### WORK TO COMPLETE
The reply should give back every entry exactly as written.

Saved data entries

★ ★ ★ ★

use axum::{
    Json,
    http::StatusCode,
    response::{IntoResponse, Response},
};
use serde::Serialize;
use thiserror::Error;

#[derive(Debug, Error)]
pub enum AppError {
    #[error("Validation error: {0}")]
    ValidationError(#[from] validator::ValidationErrors),

    #[error("Bad request: {0}")]
    BadRequest(anyhow::Error),

    #[error("Unprocessable entity: {0}")]
    UnprocessableEntity(anyhow::Error),

    #[error("Not found: {0}")]
    NotFound(anyhow::Error),

    #[error("Internal server error: {0}")]
    InternalError(#[from] anyhow::Error),

    #[error("Bad Gateway: {0}")]
    BadGateway(String),

    #[error("Gateway timeout: {0}")]
    GatewayTimeout(String),

    #[error("Service Unavailable")]
    ServiceUnavailable,

    #[error("Configuration error: {0}")]
    ConfigError(anyhow::Error),
}

impl From<config::ConfigError> for AppError {
    fn from(err: config::ConfigError) -> Self {
        AppError::ConfigError(anyhow::Error::new(err))
    }
}

impl From<std::io::Error> for AppError {
    fn from(err: std::io::Error) -> Self {
        AppError::InternalError(anyhow::Error::new(err))
    }
}

impl AppError {
    pub fn status_code(&self) -> StatusCode {
        match self {
            AppError::ValidationError(_) => StatusCode::UNPROCESSABLE_ENTITY,
            AppError::BadRequest(_) => StatusCode::BAD_REQUEST,
            AppError::UnprocessableEntity(_) => StatusCode::UNPROCESSABLE_ENTITY,
            AppError::NotFound(_) => StatusCode::NOT_FOUND,
            AppError::BadGateway(_) => StatusCode::BAD_GATEWAY,
            AppError::GatewayTimeout(_) => StatusCode::GATEWAY_TIMEOUT,
            AppError::ServiceUnavailable => StatusCode::SERVICE_UNAVAILABLE,
            AppError::InternalError(_) | AppError::ConfigError(_) => {
                StatusCode::INTERNAL_SERVER_ERROR
            }
        }
    }
}

impl IntoResponse for AppError {
    fn into_response(self) -> Response {
        #[derive(Serialize)]
        struct ErrorResponse {
            error: String,
            #[serde(skip_serializing_if = "Option::is_none")]
            details: Option<String>,
        }

        let status = self.status_code();
        let (error_message, details) = match self {
            AppError::ValidationError(err) => {
                ("Validation error".to_string(), Some(err.to_string()))
            }
            AppError::BadRequest(err) => (err.to_string(), None),
            AppError::UnprocessableEntity(err) => (err.to_string(), None),
            AppError::NotFound(err) => (err.to_string(), None),
            AppError::InternalError(err) => {
                tracing::error!(error = ?err, "Request failed with internal error");
                ("Internal server error".to_string(), Some(format!("{:#}", err)))
            }
            AppError::BadGateway(msg) => (format!("Bad Gateway: {}", msg), None),
            AppError::GatewayTimeout(msg) => (format!("Gateway timeout: {}", msg), None),
            AppError::ServiceUnavailable => ("Service unavailable".to_string(), None),
            AppError::ConfigError(err) => {
                ("Configuration error".to_string(), Some(err.to_string()))
            }
        };

        (
            status,
            Json(ErrorResponse {
                error: error_message,
                details,
            }),
        )
            .into_response()
    }
}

★ ★ ★ ★

### ANSWER TO THE EXERCISE
use axum::{
    Json,
    http::StatusCode,
    response::{IntoResponse, Response},
};
use serde::Serialize;
use thiserror::Error;

#[derive(Debug, Error)]
pub enum AppError {
    #[error("Validation error: {0}")]
    ValidationError(#[from] validator::ValidationErrors),

    #[error("Bad request: {0}")]
    BadRequest(anyhow::Error),

    #[error("Unprocessable entity: {0}")]
    UnprocessableEntity(anyhow::Error),

    #[error("Not found: {0}")]
    NotFound(anyhow::Error),

    #[error("Internal server error: {0}")]
    InternalError(#[from] anyhow::Error),

    #[error("Bad Gateway: {0}")]
    BadGateway(String),

    #[error("Gateway timeout: {0}")]
    GatewayTimeout(String),

    #[error("Service Unavailable")]
    ServiceUnavailable,

    #[error("Configuration error: {0}")]
    ConfigError(anyhow::Error),
}

impl From<config::ConfigError> for AppError {
    fn from(err: config::ConfigError) -> Self {
        AppError::ConfigError(anyhow::Error::new(err))
    }
}

impl From<std::io::Error> for AppError {
    fn from(err: std::io::Error) -> Self {
        AppError::InternalError(anyhow::Error::new(err))
    }
}

impl AppError {
    pub fn status_code(&self) -> StatusCode {
        match self {
            AppError::ValidationError(_) => StatusCode::UNPROCESSABLE_ENTITY,
            AppError::BadRequest(_) => StatusCode::BAD_REQUEST,
            AppError::UnprocessableEntity(_) => StatusCode::UNPROCESSABLE_ENTITY,
            AppError::NotFound(_) => StatusCode::NOT_FOUND,
            AppError::BadGateway(_) => StatusCode::BAD_GATEWAY,
            AppError::GatewayTimeout(_) => StatusCode::GATEWAY_TIMEOUT,
            AppError::ServiceUnavailable => StatusCode::SERVICE_UNAVAILABLE,
            AppError::InternalError(_) | AppError::ConfigError(_) => {
                StatusCode::INTERNAL_SERVER_ERROR
            }
        }
    }
}

impl IntoResponse for AppError {
    fn into_response(self) -> Response {
        #[derive(Serialize)]
        struct ErrorResponse {
            error: String,
            #[serde(skip_serializing_if = "Option::is_none")]
            details: Option<String>,
        }

        let status = self.status_code();
        let (error_message, details) = match self {
            AppError::ValidationError(err) => {
                ("Validation error".to_string(), Some(err.to_string()))
            }
            AppError::BadRequest(err) => (err.to_string(), None),
            AppError::UnprocessableEntity(err) => (err.to_string(), None),
            AppError::NotFound(err) => (err.to_string(), None),
            AppError::InternalError(err) => {
                tracing::error!(error = ?err, "Request failed with internal error");
                ("Internal server error".to_string(), Some(format!("{:#}", err)))
            }
            AppError::BadGateway(msg) => (format!("Bad Gateway: {}", msg), None),
            AppError::GatewayTimeout(msg) => (format!("Gateway timeout: {}", msg), None),
            AppError::ServiceUnavailable => ("Service unavailable".to_string(), None),
            AppError::ConfigError(err) => {
                ("Configuration error".to_string(), Some(err.to_string()))
            }
        };

        (
            status,
            Json(ErrorResponse {
                error: error_message,
                details,
            }),
        )
            .into_response()
    }
}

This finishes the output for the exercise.